Feel-good factor so important even in motor industry

Electric charging point

Way ahead - car charging points - Credit: PA

New car registrations grew year on year in June by 28% but the numbers were clouded by the lockdown in 2020 due to the Covid pandemic.  
Compared with the last decade, average registrations were down 16.4% and manufacturer’s expectations for the second quarter were down as a result of the semi-conductor shortage. 
Private registrations were up 30.8% but were not as buoyant as the fleet sector, which was up 47.8% in line with the year-to-date performance. 
Mike Hawes, SMMT Chief Executive said “The semi-conductor shortage arising from Covid-constrained output globally are affecting vehicle production, disrupting supply on certain models and restricting the automotive recovery.” 
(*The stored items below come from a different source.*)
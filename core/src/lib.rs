//! # NetSnare Core
//!
//! Interception engine for an in-browser HTTP traffic inspector. Attaches to
//! browser tabs through a debugging-protocol host, matches paused requests
//! against user rules, and pauses, edits, mocks or redirects them.
//!
//! ## Features
//!
//! - Glob URL patterns with resource type, method and stage filters
//! - Pause requests or responses for manual inspection and editing
//! - Request rewriting, mocked responses and URL redirection
//! - Rules and the global switch persisted in SQLite
//!
//! ## Architecture
//!
//! ```text
//! ┌─────────────────────────────────────────────────────────┐
//! │                  UI surfaces (popup, panel)              │
//! ├─────────────────────────────────────────────────────────┤
//! │        MessageHandler  ◄──►  broadcast (STATE_UPDATED)   │
//! ├─────────────────────────────────────────────────────────┤
//! │                   NetSnare Core (Rust)                   │
//! │  ┌─────────┐  ┌──────────┐  ┌──────────┐  ┌──────────┐  │
//! │  │ Session │  │ Intercept│  │  State   │  │ Settings │  │
//! │  │ Manager │──│  Engine  │──│  Store   │──│ (SQLite) │  │
//! │  └─────────┘  └──────────┘  └──────────┘  └──────────┘  │
//! ├─────────────────────────────────────────────────────────┤
//! │            DebuggerHost (Fetch domain commands)          │
//! └─────────────────────────────────────────────────────────┘
//! ```

pub mod api;
pub mod host;
pub mod intercept;
pub mod models;
pub mod state;
pub mod storage;

/// Library version
pub const VERSION: &str = env!("CARGO_PKG_VERSION");
//! Debugging protocol host boundary
//!
//! The interception core never talks to a browser directly. A host owns the
//! attached debugging sessions and delivers protocol events; the core issues
//! `Fetch.*` commands through the [`DebuggerHost`] trait and receives events
//! as [`HostEvent`] values on a channel.

pub mod protocol;
pub mod recording;

use async_trait::async_trait;
use serde_json::Value;
use thiserror::Error;

pub use crate::models::TabId;

/// Protocol version requested when attaching to a tab
pub const PROTOCOL_VERSION: &str = "1.3";

/// Failures reported by the host
#[derive(Debug, Clone, Error, PartialEq, Eq)]
pub enum HostError {
    #[error("no debugging session is attached to tab {0}")]
    NotAttached(TabId),
    #[error("tab {0} was closed")]
    TabClosed(TabId),
    #[error("{method} failed: {message}")]
    Command { method: String, message: String },
    #[error("malformed {method} result: {message}")]
    MalformedResponse { method: String, message: String },
}

impl HostError {
    pub fn command(method: impl Into<String>, message: impl Into<String>) -> Self {
        Self::Command {
            method: method.into(),
            message: message.into(),
        }
    }
}

/// Debugging session provider for browser tabs.
#[async_trait]
pub trait DebuggerHost: Send + Sync {
    async fn attach(&self, tab_id: TabId, protocol_version: &str) -> Result<(), HostError>;

    async fn detach(&self, tab_id: TabId) -> Result<(), HostError>;

    async fn send_command(
        &self,
        tab_id: TabId,
        method: &str,
        params: Value,
    ) -> Result<Value, HostError>;
}

/// Events pushed by the host
#[derive(Debug, Clone, PartialEq)]
pub enum HostEvent {
    /// A protocol event raised by a tab's session
    Protocol {
        tab_id: TabId,
        method: String,
        params: Value,
    },
    /// The session ended without us asking (devtools opened, user cancelled)
    Detached { tab_id: Option<TabId> },
    TabRemoved { tab_id: TabId },
}

impl HostEvent {
    pub fn request_paused(tab_id: TabId, params: Value) -> Self {
        Self::Protocol {
            tab_id,
            method: protocol::REQUEST_PAUSED.to_string(),
            params,
        }
    }
}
However, optimism is expected to improve further as consumers’ orders increase for the next plate change in September. 
Electric powered vehicles continue to grow with battery electric vehicles and plug-in hybrids taking over 17% of the market and as a result, the Tesla 3 was the best selling in the month. Hybrids and mild hybrids took up a further 28.3% of the market to accelerate this growth, as consumers recognise the benefits of cleaner air with lower emissions.  
This has been followed by the Nissan announcement of a £1bn investment in the UK, which could create up to 5,500 new jobs, as well as the expected confirmation Vauxhall will produce an electric van at Ellesmere Port, safeguarding a further 1000 jobs. 
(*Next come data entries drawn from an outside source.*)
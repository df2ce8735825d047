//! `Fetch` domain vocabulary
//!
//! Typed commands and events for the narrow slice of the debugging protocol
//! the interceptor speaks. Optional parameters are omitted from the wire
//! payload when unset; the host treats an omitted field as "leave unchanged".

use crate::host::{DebuggerHost, HostError, TabId};
use crate::models::{HeaderEntry, RequestStage};
use serde::{Deserialize, Serialize};
use serde_json::{json, Map, Value};

pub const REQUEST_PAUSED: &str = "Fetch.requestPaused";

/// Pattern registered with `Fetch.enable`
#[derive(Debug, Clone, PartialEq, Eq, Serialize, Deserialize)]
#[serde(rename_all = "camelCase")]
pub struct RequestPattern {
    pub url_pattern: String,
    pub request_stage: RequestStage,
}

impl RequestPattern {
    /// Intercepts every request at the request stage
    pub fn catch_all() -> Self {
        Self {
            url_pattern: "*".to_string(),
            request_stage: RequestStage::Request,
        }
    }
}

#[derive(Debug, Clone, Default, PartialEq, Eq, Serialize)]
#[serde(rename_all = "camelCase")]
pub struct ContinueRequest {
    pub request_id: String,
    #[serde(skip_serializing_if = "Option::is_none")]
    pub url: Option<String>,
    #[serde(skip_serializing_if = "Option::is_none")]
    pub method: Option<String>,
    #[serde(skip_serializing_if = "Option::is_none")]
    pub headers: Option<Vec<HeaderEntry>>,
    /// Base64 payload
    #[serde(skip_serializing_if = "Option::is_none")]
    pub post_data: Option<String>,
}

#[derive(Debug, Clone, Default, PartialEq, Eq, Serialize)]
#[serde(rename_all = "camelCase")]
pub struct FulfillRequest {
    pub request_id: String,
    pub response_code: u16,
    #[serde(skip_serializing_if = "Option::is_none")]
    pub response_headers: Option<Vec<HeaderEntry>>,
    /// Base64 payload
    #[serde(skip_serializing_if = "Option::is_none")]
    pub body: Option<String>,
}

/// Commands the interceptor sends to a tab's session
#[derive(Debug, Clone, PartialEq, Eq)]
pub enum FetchCommand {
    Enable { patterns: Vec<RequestPattern> },
    Disable,
    ContinueRequest(ContinueRequest),
    ContinueResponse { request_id: String },
    FulfillRequest(FulfillRequest),
    FailRequest { request_id: String, error_reason: String },
    GetResponseBody { request_id: String },
}

impl FetchCommand {
    /// Release a request untouched at the given stage
    pub fn release(request_id: impl Into<String>, stage: RequestStage) -> Self {
        let request_id = request_id.into();
        match stage {
            RequestStage::Request => FetchCommand::ContinueRequest(ContinueRequest {
                request_id,
                ..Default::default()
            }),
            RequestStage::Response => FetchCommand::ContinueResponse { request_id },
        }
    }

    pub fn method(&self) -> &'static str {
        match self {
            FetchCommand::Enable { .. } => "Fetch.enable",
            FetchCommand::Disable => "Fetch.disable",
            FetchCommand::ContinueRequest(_) => "Fetch.continueRequest",
            FetchCommand::ContinueResponse { .. } => "Fetch.continueResponse",
            FetchCommand::FulfillRequest(_) => "Fetch.fulfillRequest",
            FetchCommand::FailRequest { .. } => "Fetch.failRequest",
            FetchCommand::GetResponseBody { .. } => "Fetch.getResponseBody",
        }
    }

    pub fn params(&self) -> Value {
        match self {
            FetchCommand::Enable { patterns } => json!({ "patterns": patterns }),
            FetchCommand::Disable => json!({}),
            FetchCommand::ContinueRequest(cmd) => json!(cmd),
            FetchCommand::ContinueResponse { request_id }
            | FetchCommand::GetResponseBody { request_id } => json!({ "requestId": request_id }),
            FetchCommand::FulfillRequest(cmd) => json!(cmd),
            FetchCommand::FailRequest {
                request_id,
                error_reason,
            } => json!({ "requestId": request_id, "errorReason": error_reason }),
        }
    }
}

/// Send a typed command through the host
pub async fn dispatch(
    host: &dyn DebuggerHost,
    tab_id: TabId,
    command: FetchCommand,
) -> Result<Value, HostError> {
    let method = command.method();
    tracing::debug!("tab {} -> {}", tab_id, method);
    host.send_command(tab_id, method, command.params()).await
}

/// Result of `Fetch.getResponseBody`
#[derive(Debug, Clone, PartialEq, Eq, Deserialize)]
#[serde(rename_all = "camelCase")]
pub struct ResponseBody {
    pub body: String,
    #[serde(default)]
    pub base64_encoded: bool,
}

impl ResponseBody {
    pub fn from_result(result: Value) -> Result<Self, HostError> {
        serde_json::from_value(result).map_err(|e| HostError::MalformedResponse {
            method: "Fetch.getResponseBody".to_string(),
            message: e.to_string(),
        })
    }
}

/// Request half of a `Fetch.requestPaused` event
#[derive(Debug, Clone, PartialEq, Deserialize)]
#[serde(rename_all = "camelCase")]
pub struct PausedRequestData {
    pub url: String,
    pub method: String,
    #[serde(default)]
    pub headers: Map<String, Value>,
    #[serde(default)]
    pub post_data: Option<String>,
}

/// Parameters of a `Fetch.requestPaused` event
#[derive(Debug, Clone, PartialEq, Deserialize)]
#[serde(rename_all = "camelCase")]
pub struct RequestPausedEvent {
    pub request_id: String,
    pub request: PausedRequestData,
    pub resource_type: String,
    #[serde(default)]
    pub response_status_code: Option<u16>,
    #[serde(default)]
    pub response_headers: Option<Vec<HeaderEntry>>,
    #[serde(default)]
    pub response_error_reason: Option<String>,
}

impl RequestPausedEvent {
    /// Events carrying a status code were paused at the response stage
    pub fn stage(&self) -> RequestStage {
        stage_of(self.response_status_code.is_some())
    }

    pub fn headers(&self) -> Vec<HeaderEntry> {
        HeaderEntry::from_record(&self.request.headers)
    }
}

fn stage_of(has_status: bool) -> RequestStage {
    if has_status {
        RequestStage::Response
    } else {
        RequestStage::Request
    }
}

/// Best-effort id and stage from a payload that failed to decode
pub fn salvage_release_target(params: &Value) -> Option<(String, RequestStage)> {
    let request_id = params.get("requestId")?.as_str()?.to_string();
    let has_status = params
        .get("responseStatusCode")
        .map_or(false, |v| !v.is_null());
    Some((request_id, stage_of(has_status)))
}

#[cfg(test)]
mod tests {
    use super::*;

    #[test]
    fn bare_continue_request_carries_only_request_id() {
        let cmd = FetchCommand::release("req-1", RequestStage::Request);
        assert_eq!(cmd.method(), "Fetch.continueRequest");
        assert_eq!(cmd.params(), json!({ "requestId": "req-1" }));

        let cmd = FetchCommand::release("req-1", RequestStage::Response);
        assert_eq!(cmd.method(), "Fetch.continueResponse");
        assert_eq!(cmd.params(), json!({ "requestId": "req-1" }));
    }

    #[test]
    fn enable_serializes_patterns_in_order() {
        let cmd = FetchCommand::Enable {
            patterns: vec![
                RequestPattern {
                    url_pattern: "*foo*".into(),
                    request_stage: RequestStage::Request,
                },
                RequestPattern {
                    url_pattern: "*bar*".into(),
                    request_stage: RequestStage::Response,
                },
            ],
        };
        assert_eq!(
            cmd.params(),
            json!({ "patterns": [
                { "urlPattern": "*foo*", "requestStage": "Request" },
                { "urlPattern": "*bar*", "requestStage": "Response" },
            ]})
        );
    }

    #[test]
    fn continue_request_sends_every_edit_in_wire_names() {
        let cmd = FetchCommand::ContinueRequest(ContinueRequest {
            request_id: "req-3".into(),
            url: Some("https://api.example.com/v2".into()),
            method: Some("PUT".into()),
            headers: Some(vec![HeaderEntry::new("X-B", "2"), HeaderEntry::new("X-A", "1")]),
            post_data: Some("e30=".into()),
        });
        assert_eq!(
            cmd.params(),
            json!({
                "requestId": "req-3",
                "url": "https://api.example.com/v2",
                "method": "PUT",
                "headers": [{ "name": "X-B", "value": "2" }, { "name": "X-A", "value": "1" }],
                "postData": "e30=",
            })
        );
    }

    #[test]
    fn fulfill_omits_unset_fields() {
        let cmd = FetchCommand::FulfillRequest(FulfillRequest {
            request_id: "req-2".into(),
            response_code: 204,
            ..Default::default()
        });
        assert_eq!(
            cmd.params(),
            json!({ "requestId": "req-2", "responseCode": 204 })
        );
    }

    #[test]
    fn paused_event_detects_stage_and_keeps_header_order() {
        let event: RequestPausedEvent = serde_json::from_value(json!({
            "requestId": "req-3",
            "request": {
                "url": "https://api.example.com/users",
                "method": "GET",
                "headers": { "Zeta": "1", "Accept": "application/json" }
            },
            "resourceType": "XHR",
            "responseStatusCode": 200
        }))
        .unwrap();
        assert_eq!(event.stage(), RequestStage::Response);
        assert_eq!(
            event.headers(),
            vec![
                HeaderEntry::new("Zeta", "1"),
                HeaderEntry::new("Accept", "application/json"),
            ]
        );
    }

    #[test]
    fn salvage_reads_id_from_partial_payload() {
        let params = json!({ "requestId": "req-4", "responseStatusCode": 500 });
        assert_eq!(
            salvage_release_target(&params),
            Some(("req-4".to_string(), RequestStage::Response))
        );
        assert_eq!(salvage_release_target(&json!({ "request": {} })), None);
    }
}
New van sales increased by 14.4% as business continues to bounce back and this means the first six months of 2021 are the third best ever. As with cars, semi-conductor shortages are affecting supply and will continue throughout 2021. 
Used cars continue to sell at high levels and auction prices show no likelihood of falling in the near future, while a shortage of good clean product remains. 
Traffic has almost returned to pre-pandemic levels and is expected to do so after the relaxations on July 19 and the country attempts to live normal lives again.  
Pressure will remain on Councils and businesses to encourage people to use bicycles to go to work or visit city centres and this will mean more cycle lanes putting more pressure on car movement.  
This comes at a time when holidaymakers choosing to visit Devon and Cornwall are filling car parks and causing congestion on our roads. These visitors are vital to the hospitality economy and are certainly helping the area to gain some well-deserved income and provide confidence to new investors.  
With outdoor events returning to make the holiday break even more enjoyable and the prospect of full stadiums for sporting events following England’s success in the UEFA Euro competition will be welcome for both spectators, clubs and venues around the UK.  
This feel-good factor is so necessary as we all rebuild our lives after the stress of the past fifteen months and meet friends and family who have been unable or reluctant to travel during this time.  
We thank the NHS for their incredible work in saving so many lives but we all are desperate to move forward safely. The motor car will play its part. 
Stay safe and keep smiling. I am looking forward to the 19th.